Smart Grids can be enhanced with intelligent equipment that will help them manage the diversity of alternative energy generators that individuals and corporations are connecting to the grid. The consumer is becoming a producer. If this trend takes off as expected, management of all these new solar, wind and hydro micro power plants could become a challenge to power companies used to ramping a relative handful of large power generators up and down. With a Smart Grid, they can make sure that the right amount of electricity is coming from and going to the right places, and that the myriad of small scale producers are properly compensated for their contributions. Under computer monitoring and control, kWh rates can vary by day part or even minute by minute.
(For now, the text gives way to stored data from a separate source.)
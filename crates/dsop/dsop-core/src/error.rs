use thiserror::Error;

/// Everything that can go wrong running a schedule or validating its output.
#[derive(Debug, Error)]
pub enum DsopError {
    #[error("usage error: {0}")]
    Usage(String),

    #[error("schedule does not support this configuration: {0}")]
    UnsupportedConfiguration(String),

    #[error("validation failed on rank {rank}: frobenius^2 difference {frobenius_sq} exceeds tolerance")]
    Validation { rank: i32, frobenius_sq: f64 },

    #[error("dimension mismatch: expected {expected}, got {actual}")]
    DimensionMismatch { expected: String, actual: String },
}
Ultimately, computer control over a grid communications network can let the electric grid become self-healing. When one circuit, switch or transformer fails, the system can absorb the blow and re-route currents so that consumers stay powered. Why, it's almost like the Internet. Only with lots and lots of power. If you've ever seen the armada of cherry picker trucks lining the roadway after a major storm, with guys in buckets switching connections using long insulated poles, you know how far we are from a truly self-healing grid.

Who's one of the big names in Smart Grid technology? Why, Current of course. If BPL does wind up getting shorted out by huge costs, interference complaints and rapidly advancing alternative DSL, wireless and fiber optic Internet services, Smart Grids can likely sop up all the power line communications capability that Current and others can provide.

But how do you make BPL a good spectrum neighbor? That might prove to be both contentious and tricky, although there is hope. BPL technology is based on OFDM or Orthogonal Frequency Division Multiplexing. That's a transmission technique that replaces one large carrier signal, like a TV or radio station, with dozens or hundreds of smaller carriers spaced up and down the spectrum. The FCC has said that BPL operators have to shut down individual carrier frequencies that cause interference to other services. But a Smart Grid that needs just enough bandwidth to monitor and control what needs controlling may not be as demanding as a consumer impatiently trying to download a full length movie. With clever spectrum management, it might just be possible to transmit utility signaling data on open wires without overpowering weak radio signals that others are listening to.